Mungkinkah Chairunnisa merayu seorang Akil Mochtar, Karena dalam kode etik penyuapan yang tidak diatur dalam perundang-undangan, biasanya sebelum oirang ingin melakukan suap, terlebih dahulu diawali dengan segala macam bujuk rayuan, Berbagai teknik merayu pun pasti akan dilakukan agar orang yang mau disuap bisa terpedaya oleh rayuannya. Bila yang merayu itu adalah seorang wanita cantik. Tentu dengan gayanya yang manja dan tutur kata yang halus tentunya bisa menggoda setiap insan agar mau melakukan apa saja yang menjadi agenda rayuannya.

Kalau melihat Akil Mochtar yang masih Akil Baligh alias masih bau kencur soal hukum, tidak menutup kemungkinan, diduga Akil Mochtar adalah korban rayuan gombal dari seorang wanita cantik bernama Chairunnisa yang berusaha menyuapnya dengan segepok uang dollar singapura terkait dengan kasus sengketa Pemilukada Gunung Mas yang sedang ditanganinya.

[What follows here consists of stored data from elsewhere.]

//! LocalStorage-backed store (WASM only)

use web_sys::Storage;

use super::{Store, StoreError};

/// `window.localStorage`
pub struct LocalStorageStore {
    storage: Storage,
}

impl LocalStorageStore {
    pub fn open() -> Result<Self, StoreError> {
        let storage = web_sys::window()
            .and_then(|w| w.local_storage().ok())
            .flatten()
            .ok_or(StoreError::Unavailable)?;
        Ok(Self { storage })
    }
}

impl Store for LocalStorageStore {
    fn get(&self, key: &str) -> Result<Option<String>, StoreError> {
        self.storage.get_item(key).map_err(|e| StoreError::Read {
            key: key.to_string(),
            reason: format!("{:?}", e),
        })
    }

    fn set(&mut self, key: &str, value: &str) -> Result<(), StoreError> {
        self.storage.set_item(key, value).map_err(|e| StoreError::Write {
            key: key.to_string(),
            reason: format!("{:?}", e),
        })
    }

    fn remove(&mut self, key: &str) -> Result<(), StoreError> {
        self.storage.remove_item(key).map_err(|e| StoreError::Remove {
            key: key.to_string(),
            reason: format!("{:?}", e),
        })
    }
}
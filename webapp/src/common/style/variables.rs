pub const CSS_VARIABLES: &str = r#"
:root {
  /* Color System */
  --primary: #F59E0B;          /* Marquee amber */
  --primary-light: #FBBF24;
  --primary-dark: #D97706;

  /* Neutrals */
  --neutral-100: #F3F4F6;
  --neutral-400: #9CA3AF;
  --neutral-500: #6B7280;
  --neutral-700: #374151;
  --neutral-800: #1F2937;
  --neutral-900: #111827;
  --neutral-950: #0B0F1A;

  /* Semantic Colors */
  --success: #10B981;
  --error: #EF4444;
  --info: #3B82F6;

  /* Background and Surface Colors */
  --background: var(--neutral-950);
  --surface: var(--neutral-900);
  --surface-raised: var(--neutral-800);

  /* Text Colors */
  --text-primary: var(--neutral-100);
  --text-secondary: var(--neutral-400);
  --text-inverse: var(--neutral-900);

  /* Border Colors */
  --border: var(--neutral-700);
  --border-focus: var(--primary);

  /* Layout */
  --header-height: 60px;
  --container-width: 1280px;

  /* Spacing System */
  --space-1: 4px;
  --space-2: 8px;
  --space-3: 12px;
  --space-4: 16px;
  --space-6: 24px;
  --space-8: 32px;

  /* Border Radius */
  --radius-md: 6px;
  --radius-lg: 8px;

  /* Shadows */
  --shadow-sm: 0 1px 2px 0 rgba(0, 0, 0, 0.4);
  --shadow-lg: 0 10px 15px -3px rgba(0, 0, 0, 0.5), 0 4px 6px -2px rgba(0, 0, 0, 0.4);

  /* Animation */
  --transition-fast: 150ms;
  --easing-standard: cubic-bezier(0.4, 0.0, 0.2, 1);
}"#;
use dioxus::prelude::*;
use dioxus_router::prelude::*;

use crate::Route;

#[component]
fn NavBarInner() -> Element {
    rsx! {
        header { class: "app-header",
            div { class: "nav-container",
                div { class: "logo",
                    Link {
                        to: Route::MovieSearch {},
                        style: "display: flex; align-items: center;",
                        span { style: "font-weight: 600; font-size: 1.25rem;", "MovieGrid" }
                    }
                }

                nav { class: "nav-links",
                    a {
                        href: "https://www.themoviedb.org/",
                        target: "_blank",
                        rel: "noopener noreferrer",
                        "Powered by TMDB"
                    }
                }
            }
        }
    }
}

#[component]
pub fn NavBar() -> Element {
    rsx! {
        NavBarInner {}
        Outlet::<Route> {}
    }
}
impl SearchState {
    pub fn query(&self) -> &str {
        &self.query
    }

    pub fn page(&self) -> u32 {
        self.page
    }

    // total pages of the last successful fetch, preferring the one for the
    // current key when it has resolved
    pub fn total_pages(&self) -> u32 {
        match &self.outcome {
            Some((key, FetchOutcome::Success(resp))) if Some(key) == self.current_key().as_ref() => {
                resp.total_pages
            }
            _ => self
                .last_success
                .as_ref()
                .map(|resp| resp.total_pages)
                .unwrap_or(0),
        }
    }

    fn current_key(&self) -> Option<SearchKey> {
        if self.query.is_empty() {
            None
        } else {
            Some((self.query.clone(), self.page))
        }
    }

    // explicit form submission; blank input is rejected with a notification
    // and no state change.  returns whether a fetch should be issued.
    pub fn submit(&mut self, raw: &str) -> Result<bool, Notification> {
        let trimmed = raw.trim();

        if trimmed.is_empty() {
            return Err(Notification::validation());
        }

        if trimmed == self.query {
            // resubmitting after a failed fetch is the retry path; any other
            // resubmission of identical text is a no-op
            let failed = matches!(
                &self.outcome,
                Some((key, FetchOutcome::Failure(_))) if Some(key) == self.current_key().as_ref()
            );

            if failed {
                self.outcome = None;
                return Ok(true);
            }
            return Ok(false);
        }

        Ok(self.change_query(trimmed))
    }

    // switch to a new query: page resets to 1, the empty-notice record and
    // any in-flight outcome for the old key are dropped.  a blank argument
    // returns to the sentinel.  returns whether a fetch should be issued.
    pub fn change_query(&mut self, raw: &str) -> bool {
        let trimmed = raw.trim();

        if trimmed == self.query {
            return false;
        }

        self.query = trimmed.to_string();
        self.page = 1;
        self.notified_empty = None;
        self.outcome = None;

        !self.query.is_empty()
    }

    // out-of-range pages clamp into [1, total_pages] rather than being
    // rejected, so the paginator can stay dumb; no-op without an active
    // query or a known successful fetch.  never touches the query or the
    // empty-notice record.
    pub fn change_page(&mut self, n: u32) -> bool {
        if self.query.is_empty() {
            return false;
        }

        let total = self.total_pages();
        if total == 0 {
            return false;
        }

        let clamped = n.clamp(1, total);
        if clamped == self.page {
            return false;
        }

        self.page = clamped;
        true
    }

    // mark the current key pending and hand it to the caller; None when the
    // query is the sentinel or an outcome for this key is already in place
    pub fn begin_fetch(&mut self) -> Option<SearchKey> {
        let key = self.current_key()?;

        if let Some((active, _)) = &self.outcome {
            if *active == key {
                return None;
            }
        }

        self.outcome = Some((key.clone(), FetchOutcome::Pending));
        Some(key)
    }

    // record a resolved fetch; outcomes for keys that are no longer current
    // are dropped outright.  returns the notifications to surface.
    pub fn apply_outcome(
        &mut self,
        key: &SearchKey,
        result: Result<SearchMoviesResp, SearchError>,
    ) -> Vec<Notification> {
        if self.current_key().as_ref() != Some(key) {
            debug!("dropping stale search outcome for {:?}", key);
            return Vec::new();
        }

        match result {
            Ok(resp) if resp.results.is_empty() => {
                self.outcome = Some((key.clone(), FetchOutcome::Success(resp)));

                if self.notified_empty.as_deref() == Some(key.0.as_str()) {
                    Vec::new()
                } else {
                    self.notified_empty = Some(key.0.clone());
                    vec![Notification::empty_result()]
                }
            }
            Ok(resp) => {
                if self.notified_empty.as_deref() == Some(key.0.as_str()) {
                    self.notified_empty = None;
                }

                self.last_success = Some(resp.clone());
                self.outcome = Some((key.clone(), FetchOutcome::Success(resp)));
                Vec::new()
            }
            Err(err) => {
                self.outcome = Some((key.clone(), FetchOutcome::Failure(err.to_string())));
                vec![Notification::fetch_error(&err)]
            }
        }
    }

    pub fn result_state(&self) -> ResultState {
        let Some(key) = self.current_key() else {
            return ResultState::Idle;
        };

        match &self.outcome {
            Some((active, outcome)) if *active == key => match outcome {
                FetchOutcome::Pending => ResultState::Loading {
                    previous: self.last_success.clone(),
                },
                FetchOutcome::Success(resp) if resp.results.is_empty() => ResultState::Empty,
                FetchOutcome::Success(resp) => ResultState::Success {
                    movies: resp.results.clone(),
                    total_pages: resp.total_pages,
                },
                FetchOutcome::Failure(message) => ResultState::Error {
                    message: message.clone(),
                },
            },
            // the fetch for this key has not been issued yet
            _ => ResultState::Loading {
                previous: self.last_success.clone(),
            },
        }
    }
}
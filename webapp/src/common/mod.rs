pub mod debounce;
pub mod scroll;
pub mod style;
pub mod toast;

use chrono::NaiveDate;

// release dates arrive as "YYYY-MM-DD" but are blank often enough that the
// grid needs a fallback
pub fn release_year(date: &str) -> String {
    let convert = move || {
        let date = NaiveDate::parse_from_str(date, "%Y-%m-%d")?;

        Result::<String, anyhow::Error>::Ok(date.format("%Y").to_string())
    };

    match convert() {
        Ok(year) => year,
        Err(_) => String::from("Unknown"),
    }
}

#[cfg(test)]
mod tests {
    use super::*;

    #[test]
    fn release_year_extracts_year() {
        assert_eq!(release_year("2010-07-15"), "2010");
    }

    #[test]
    fn release_year_falls_back_on_garbage() {
        assert_eq!(release_year(""), "Unknown");
        assert_eq!(release_year("soon"), "Unknown");
    }
}
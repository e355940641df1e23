use std::cell::RefCell;
use std::collections::HashMap;

use futures::future::{FutureExt, LocalBoxFuture, Shared};
use gloo_net::http::Request;
use serde::{Deserialize, Serialize};

use crate::movie::Movie;
use crate::{TMDB_API_TOKEN, URL_SEARCH_MOVIES};

// structs and types

// one request/response cycle is identified by this pair; the webapp relies on
// it both for de-duplication here and for discarding stale outcomes upstream
pub type SearchKey = (String, u32);

#[derive(Clone, Debug, thiserror::Error)]
pub enum SearchError {
    #[error("network error: {0}")]
    Network(String),
    #[error("movie service returned {status}: {message}")]
    Service { status: u16, message: String },
}

// messages

#[derive(Clone, Debug, Default, Serialize, Deserialize)]
pub struct SearchMoviesReq {
    pub query: String,
    pub page: u32,
}

impl SearchMoviesReq {
    pub fn key(&self) -> SearchKey {
        (self.query.clone(), self.page)
    }
}

#[derive(Clone, Debug, Default, PartialEq, Serialize, Deserialize)]
pub struct SearchMoviesResp {
    #[serde(default)]
    pub results: Vec<Movie>,
    #[serde(default)]
    pub total_pages: u32,
}

// error payload sent by the service alongside non-2xx statuses
#[derive(Clone, Debug, Deserialize)]
struct ServiceErrorBody {
    status_message: String,
}

type PendingSearch = Shared<LocalBoxFuture<'static, Result<SearchMoviesResp, SearchError>>>;

// the wasm event loop is single threaded, so plain RefCell maps are enough
// to share state between concurrent callers
thread_local! {
    static PENDING: RefCell<HashMap<SearchKey, PendingSearch>> = RefCell::new(HashMap::new());
    static COMPLETED: RefCell<HashMap<SearchKey, SearchMoviesResp>> = RefCell::new(HashMap::new());
}

// search the movie catalog for a (query, page) pair
//
// calls are de-duplicated by key: while a request is outstanding, further
// calls for the same key await the same shared future instead of issuing
// another round trip.  successful responses are kept for the rest of the
// session and served from the map on repeat lookups, which is what lets the
// webapp show the previous page's results while a new page loads.  errors
// are never cached, so a fresh user action retries the request.
pub async fn search_movies(req: &SearchMoviesReq) -> Result<SearchMoviesResp, SearchError> {
    let key = req.key();

    if let Some(hit) = COMPLETED.with(|cache| cache.borrow().get(&key).cloned()) {
        return Ok(hit);
    }

    let pending = PENDING.with(|pending| {
        let mut pending = pending.borrow_mut();

        match pending.get(&key).cloned() {
            Some(fut) => fut,
            None => {
                let fut = fetch_movies(req.clone()).boxed_local().shared();
                pending.insert(key.clone(), fut.clone());
                fut
            }
        }
    });

    let result = pending.await;

    PENDING.with(|pending| pending.borrow_mut().remove(&key));

    if let Ok(resp) = &result {
        COMPLETED.with(|cache| cache.borrow_mut().insert(key, resp.clone()));
    }

    result
}

async fn fetch_movies(req: SearchMoviesReq) -> Result<SearchMoviesResp, SearchError> {
    let page = req.page.to_string();

    let response = Request::get(URL_SEARCH_MOVIES)
        .query([
            ("query", req.query.as_str()),
            ("page", page.as_str()),
            ("include_adult", "false"),
            ("language", "en-US"),
        ])
        .header("Authorization", &format!("Bearer {TMDB_API_TOKEN}"))
        .header("Accept", "application/json")
        .send()
        .await
        .map_err(|err| SearchError::Network(err.to_string()))?;

    if !response.ok() {
        let status = response.status();
        let status_text = response.status_text();

        // the service sends a structured message most of the time, but fall
        // back to the bare status text when the body does not parse
        let message = match response.json::<ServiceErrorBody>().await {
            Ok(body) => body.status_message,
            Err(_) => status_text,
        };

        return Err(SearchError::Service { status, message });
    }

    response
        .json::<SearchMoviesResp>()
        .await
        .map_err(|err| SearchError::Network(err.to_string()))
}
use api::movie::Movie;

// backing state for the detail overlay
//
// deliberately independent of the search lifecycle: an open overlay
// survives page changes and new searches, and only an explicit close (or
// the user picking another movie) replaces it
#[derive(Clone, Debug, Default, PartialEq)]
pub struct Selection {
    current: Option<Movie>,
}

impl Selection {
    pub fn select(&mut self, movie: Movie) {
        self.current = Some(movie);
    }

    // safe to call however many times the presentation layer feels like it
    pub fn close(&mut self) {
        self.current = None;
    }

    pub fn current(&self) -> Option<&Movie> {
        self.current.as_ref()
    }
}
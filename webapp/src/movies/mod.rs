use dioxus::prelude::*;
use tracing::error;

use crate::{
    common::toast::{push_toast, ToastTray},
    components::{pagination::Pagination, search_bar::SearchBar},
};
use api::search::{search_movies, SearchMoviesReq};

pub mod controller;
use controller::{ResultState, SearchState};

pub mod selection;
use selection::Selection;

mod grid;
use grid::MovieGrid;

mod detail;
use detail::MovieModal;

// kick off the fetch for the controller's current key; the outcome is
// applied only if the key is still current when the response lands
fn issue_fetch(mut state: Signal<SearchState>) {
    let Some(key) = state.write().begin_fetch() else {
        return;
    };

    spawn(async move {
        let req = SearchMoviesReq {
            query: key.0.clone(),
            page: key.1,
        };

        let result = search_movies(&req).await;
        if let Err(err) = &result {
            error!("search_movies failed: {err}");
        }

        let notifications = state.write().apply_outcome(&key, result);
        for notification in notifications {
            push_toast(notification);
        }
    });
}

//
// ROUTE TARGET
//
#[component]
pub fn MovieSearch() -> Element {
    let mut state = use_signal(SearchState::default);
    let selection_signal = use_signal(Selection::default);

    let result = state.read().result_state();
    let page = state.read().page();
    let total_pages = state.read().total_pages();

    let status = match &result {
        ResultState::Idle => String::new(),
        ResultState::Loading { .. } => String::from("Loading..."),
        ResultState::Success { movies, .. } => format!("Found {} results", movies.len()),
        ResultState::Empty => String::from("Found 0 results"),
        ResultState::Error { .. } => String::from("Error from search_movies"),
    };

    // results to keep on screen while a new key settles
    let previous_movies = match &result {
        ResultState::Loading { previous } => previous
            .as_ref()
            .map(|resp| resp.results.clone())
            .unwrap_or_default(),
        _ => Vec::new(),
    };

    let selected = selection_signal.read().current().cloned();

    rsx! {
        div { class: "container",
            ToastTray {}

            div { class: "page-header",
                h1 { class: "section-title", "Movie Search" }
                p { "Search the shared movie catalog" }
            }

            SearchBar {
                status,
                on_search: move |text: String| {
                    if state.write().change_query(&text) {
                        issue_fetch(state);
                    }
                },
                on_submit: move |text: String| {
                    let submitted = state.write().submit(&text);
                    match submitted {
                        Ok(true) => issue_fetch(state),
                        Ok(false) => {}
                        Err(notification) => push_toast(notification),
                    }
                },
            }

            if total_pages > 1 && !matches!(&result, ResultState::Idle | ResultState::Error { .. }) {
                Pagination {
                    page,
                    total_pages,
                    on_change: move |n| {
                        if state.write().change_page(n) {
                            issue_fetch(state);
                        }
                    },
                }
            }

            match &result {
                ResultState::Idle => rsx! {
                    div { class: "empty-state",
                        p { "Type to search for movies." }
                    }
                },
                ResultState::Loading { .. } => rsx! {
                    div { class: "loader", span { class: "spinner" } }
                    if !previous_movies.is_empty() {
                        MovieGrid { selection_signal, movies: previous_movies.clone() }
                    }
                },
                ResultState::Success { movies, .. } => rsx! {
                    MovieGrid { selection_signal, movies: movies.clone() }
                },
                ResultState::Empty => rsx! {
                    div { class: "empty-state",
                        p { "No movies found matching your search." }
                    }
                },
                ResultState::Error { message } => rsx! {
                    div { class: "error-state",
                        p { "Error: {message}" }
                    }
                },
            }

            match selected {
                Some(movie) => rsx! {
                    MovieModal { selection_signal, movie }
                },
                None => rsx! {},
            }
        }
    }
}
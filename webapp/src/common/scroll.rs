use web_sys::window;

// ScrollLock
//
// scoped scroll suppression for the detail overlay: acquiring sets
// overflow: hidden on <body> and widens padding-right by the vanished
// scrollbar's width so the layout does not jump; dropping the lock restores
// the inline styles that were there before.  components hold it in a hook
// so release is tied to unmount.
#[derive(Debug)]
pub struct ScrollLock {
    overflow: String,
    padding_right: String,
}

impl ScrollLock {
    pub fn acquire() -> Option<ScrollLock> {
        let window = window()?;
        let document = window.document()?;
        let body = document.body()?;
        let root = document.document_element()?;

        let style = body.style();
        let overflow = style.get_property_value("overflow").unwrap_or_default();
        let padding_right = style
            .get_property_value("padding-right")
            .unwrap_or_default();

        let inner_width = window
            .inner_width()
            .ok()
            .and_then(|value| value.as_f64())
            .unwrap_or(0.0);
        let scrollbar = (inner_width - f64::from(root.client_width())).max(0.0);

        style.set_property("overflow", "hidden").ok()?;
        style
            .set_property("padding-right", &format!("{scrollbar}px"))
            .ok()?;

        Some(ScrollLock {
            overflow,
            padding_right,
        })
    }
}

impl Drop for ScrollLock {
    fn drop(&mut self) {
        let Some(body) = window()
            .and_then(|window| window.document())
            .and_then(|document| document.body())
        else {
            return;
        };

        let style = body.style();

        let overflow = if self.overflow.is_empty() {
            "auto"
        } else {
            self.overflow.as_str()
        };
        let _ = style.set_property("overflow", overflow);
        let _ = style.set_property("padding-right", &self.padding_right);
    }
}
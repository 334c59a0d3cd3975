use crate::error::PoolError;
use crate::lock::{LockStrategy, PoolLock};
use crate::stats::PoolStats;
use crate::task::Task;
use crate::task_queue::TaskQueue;

use std::fmt;
use std::future::Future;
use std::sync::Arc;

use tokio::runtime::Handle as TokioHandle;
use tracing::{debug, info, info_span, trace, Instrument};

/// Construction parameters for a [`WorkerPool`].
#[derive(Debug, Clone, PartialEq, Eq)]
pub struct PoolConfig {
  /// Maximum number of tasks executing at once. `0` means no limit, in which
  /// case every submission is spawned directly, like `tokio::spawn`.
  pub max_concurrency: usize,
  /// Name attached to every log record the pool emits.
  pub pool_name: String,
  /// How the internal state lock is acquired.
  pub lock_strategy: LockStrategy,
}

impl Default for PoolConfig {
  fn default() -> Self {
    Self {
      max_concurrency: 0,
      pool_name: "worker_pool".to_string(),
      lock_strategy: LockStrategy::Auto,
    }
  }
}

/// Bookkeeping shared by submitters and workers. Only accessed under the pool lock.
#[derive(Debug, Default)]
struct PoolState {
  /// Live workers, busy or idle.
  running: usize,
  /// Workers that found the queue empty and are yielding before they exit.
  idle: usize,
  /// Idle workers that a submission has already handed a task to. Never exceeds `idle`.
  claimed: usize,
  queue: TaskQueue<Task>,
}

/// Outcome of admitting a task into a bounded pool.
#[derive(Debug)]
enum Admission {
  /// A worker slot was reserved; the caller must spawn a worker for the task.
  Spawn(Task),
  /// The task was queued for an idle worker that will pick it up instead of exiting.
  Claimed,
  /// The task was queued for whichever busy worker frees up first.
  Queued,
}

impl PoolState {
  fn admit(&mut self, task: Task, max_concurrency: usize) -> Admission {
    if self.idle > self.claimed {
      self.claimed += 1;
      self.queue.push(task);
      Admission::Claimed
    } else if self.running < max_concurrency {
      self.running += 1;
      Admission::Spawn(task)
    } else {
      self.queue.push(task);
      Admission::Queued
    }
  }
}

/// A pool that runs submitted tasks on the Tokio runtime with at most
/// `max_concurrency` of them executing at the same time.
///
/// Submissions beyond the limit wait in an unbounded queue. Workers are spawned
/// on demand and exit once the queue is drained, so an idle pool holds no
/// runtime tasks and no queue storage.
///
/// The pool gives no ordering guarantee between tasks, cannot cancel them and
/// does not report their results. Use channels or other synchronization inside
/// the task body when completion matters.
pub struct WorkerPool {
  pool_name: Arc<String>,
  max_concurrency: usize,
  tokio_handle: TokioHandle,
  state: PoolLock<PoolState>,
}

impl WorkerPool {
  pub fn new(max_concurrency: usize, tokio_handle: TokioHandle, pool_name: &str) -> Arc<Self> {
    Self::with_config(
      PoolConfig {
        max_concurrency,
        pool_name: pool_name.to_string(),
        ..PoolConfig::default()
      },
      tokio_handle,
    )
  }

  pub fn with_config(config: PoolConfig, tokio_handle: TokioHandle) -> Arc<Self> {
    let state = PoolLock::new(PoolState::default(), config.lock_strategy);
    info!(
      pool_name = %config.pool_name,
      max_concurrency = config.max_concurrency,
      lock_strategy = ?state.strategy(),
      "Worker pool created."
    );

    Arc::new(Self {
      pool_name: Arc::new(config.pool_name),
      max_concurrency: config.max_concurrency,
      tokio_handle,
      state,
    })
  }

  /// Creates a pool bound to the Tokio runtime of the calling context.
  ///
  /// # Errors
  /// Returns `PoolError::NoRuntime` when called outside of a Tokio runtime.
  pub fn try_current(max_concurrency: usize, pool_name: &str) -> Result<Arc<Self>, PoolError> {
    let tokio_handle = TokioHandle::try_current().map_err(|e| PoolError::NoRuntime(e.to_string()))?;
    Ok(Self::new(max_concurrency, tokio_handle, pool_name))
  }

  pub fn name(&self) -> &str {
    &self.pool_name
  }

  /// The concurrency limit, `0` when unlimited.
  pub fn max_concurrency(&self) -> usize {
    self.max_concurrency
  }

  /// The lock strategy in effect, with `LockStrategy::Auto` already resolved.
  pub fn lock_strategy(&self) -> LockStrategy {
    self.state.strategy()
  }

  /// Submits a future for execution and returns immediately.
  ///
  /// The future starts on a fresh worker if the pool is below its limit, or is
  /// queued until a worker becomes available. A panic inside the future is
  /// logged and does not affect other tasks.
  pub fn submit<F>(self: &Arc<Self>, future: F)
  where
    F: Future<Output = ()> + Send + 'static,
  {
    self.admit(Task::Async(Box::pin(future)));
  }

  /// Submits a blocking closure for execution and returns immediately.
  ///
  /// The closure runs on Tokio's blocking thread pool but still occupies one of
  /// this pool's concurrency slots for as long as it runs.
  pub fn submit_blocking<F>(self: &Arc<Self>, body: F)
  where
    F: FnOnce() + Send + 'static,
  {
    self.admit(Task::Blocking(Box::new(body)));
  }

  /// Returns a snapshot of the number of running workers and queued tasks.
  pub fn stats(&self) -> PoolStats {
    let state = self.state.lock();
    PoolStats {
      running: state.running,
      queued: state.queue.len(),
    }
  }

  /// Returns the number of slots currently allocated by the pending-task queue.
  ///
  /// Drops back to zero once the last worker exits.
  pub fn queue_capacity(&self) -> usize {
    self.state.lock().queue.capacity()
  }

  fn admit(self: &Arc<Self>, task: Task) {
    if self.max_concurrency == 0 {
      trace!(pool_name = %self.pool_name, "Unlimited pool: spawning task directly.");
      self.spawn_detached(task);
      return;
    }

    let admission = self.state.lock().admit(task, self.max_concurrency);
    match admission {
      Admission::Spawn(task) => {
        trace!(pool_name = %self.pool_name, "Below concurrency limit: spawning worker.");
        self.spawn_worker(task);
      }
      Admission::Claimed => {
        trace!(pool_name = %self.pool_name, "Queued task for an idle worker.");
      }
      Admission::Queued => {
        trace!(pool_name = %self.pool_name, "At concurrency limit: queued task.");
      }
    }
  }

  fn spawn_detached(&self, task: Task) {
    let pool_name = self.pool_name.clone();
    self.tokio_handle.spawn(
      async move { task.run(&pool_name).await }.instrument(info_span!("pool_task", pool_name = %self.pool_name)),
    );
  }

  fn spawn_worker(self: &Arc<Self>, first_task: Task) {
    let pool = self.clone();
    self.tokio_handle.spawn(
      pool
        .run_worker(first_task)
        .instrument(info_span!("pool_worker", pool_name = %self.pool_name)),
    );
  }

  async fn run_worker(self: Arc<Self>, first_task: Task) {
    debug!(pool_name = %self.pool_name, "Worker started.");

    let mut task = first_task;
    loop {
      task.run(&self.pool_name).await;
      match self.next_task().await {
        Some(next) => task = next,
        None => break,
      }
    }

    debug!(pool_name = %self.pool_name, "Worker exited.");
  }

  /// Takes the next queued task, or retires this worker.
  ///
  /// A worker that finds the queue empty marks itself idle and yields once.
  /// A submission racing with that window claims the worker by queueing its
  /// task and bumping `claimed` instead of spawning a new worker; the claimed
  /// worker then retries the dequeue. Each claim is consumed exactly once, so
  /// the retry loop is bounded by the number of claiming submissions.
  async fn next_task(&self) -> Option<Task> {
    loop {
      {
        let mut state = self.state.lock();
        if let Some(task) = state.queue.pop() {
          return Some(task);
        }
        state.idle += 1;
      }

      tokio::task::yield_now().await;

      let mut state = self.state.lock();
      state.idle -= 1;
      if state.claimed > 0 {
        state.claimed -= 1;
        trace!(pool_name = %self.pool_name, "Idle worker was claimed, retrying dequeue.");
        continue;
      }

      state.running -= 1;
      if state.running == 0 {
        debug_assert!(state.queue.is_empty(), "Last worker exiting with queued tasks.");
        state.queue.reset();
        debug!(pool_name = %self.pool_name, "Last worker exiting, released queue storage.");
      }
      return None;
    }
  }
}

impl fmt::Debug for WorkerPool {
  fn fmt(&self, f: &mut fmt::Formatter<'_>) -> fmt::Result {
    f.debug_struct("WorkerPool")
      .field("pool_name", &self.pool_name)
      .field("max_concurrency", &self.max_concurrency)
      .field("stats", &self.stats())
      .field("state_lock", &self.state)
      .finish_non_exhaustive()
  }
}
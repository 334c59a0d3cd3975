use std::future::Future;
use std::panic::AssertUnwindSafe;
use std::pin::Pin;

use futures::FutureExt;
use tracing::{error, trace};

/// The type of future that the pool executes.
/// It must be `Send` and `'static` and produces no result.
pub(crate) type TaskToExecute = Pin<Box<dyn Future<Output = ()> + Send + 'static>>;

/// A blocking, zero-argument unit of work.
pub(crate) type BlockingTask = Box<dyn FnOnce() + Send + 'static>;

/// Internal representation of a task held by the pool.
pub(crate) enum Task {
  Async(TaskToExecute),
  Blocking(BlockingTask),
}

impl Task {
  /// Runs the task to completion on the current worker.
  ///
  /// A panic inside the task ends only the task. It is logged and swallowed
  /// here so the calling worker keeps draining the queue.
  pub(crate) async fn run(self, pool_name: &str) {
    match self {
      Task::Async(future) => {
        if AssertUnwindSafe(future).catch_unwind().await.is_err() {
          error!(pool_name = %pool_name, "Task panicked during execution.");
        } else {
          trace!(pool_name = %pool_name, "Task executed successfully.");
        }
      }
      Task::Blocking(body) => match tokio::task::spawn_blocking(body).await {
        Ok(()) => trace!(pool_name = %pool_name, "Blocking task executed successfully."),
        Err(join_error) if join_error.is_panic() => {
          error!(pool_name = %pool_name, "Blocking task panicked during execution.");
        }
        Err(join_error) => {
          error!(pool_name = %pool_name, "Blocking task did not run to completion: {}", join_error);
        }
      },
    }
  }
}

impl std::fmt::Debug for Task {
  fn fmt(&self, f: &mut std::fmt::Formatter<'_>) -> std::fmt::Result {
    match self {
      Task::Async(_) => f.write_str("Task::Async"),
      Task::Blocking(_) => f.write_str("Task::Blocking"),
    }
  }
}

Apalagi perkara dalam sengketa pemilukada Kabupaten Gunung Mas telah masuk daftar register di Mahkamah Konstitusi dengan nomor perkara 121-122/PHPU.D-XI/2013. Hakim panel yang menyidangkan perkara itu terdiri dari 3 orang yaitu Akil Mochtar, Maria Farida Indrati, dan Anwar Usman. Perkara tersebut tinggal mengagendakan putusan terkait Perkara Perselisihan Hasil Pilkada Kabupaten Gunung Mas.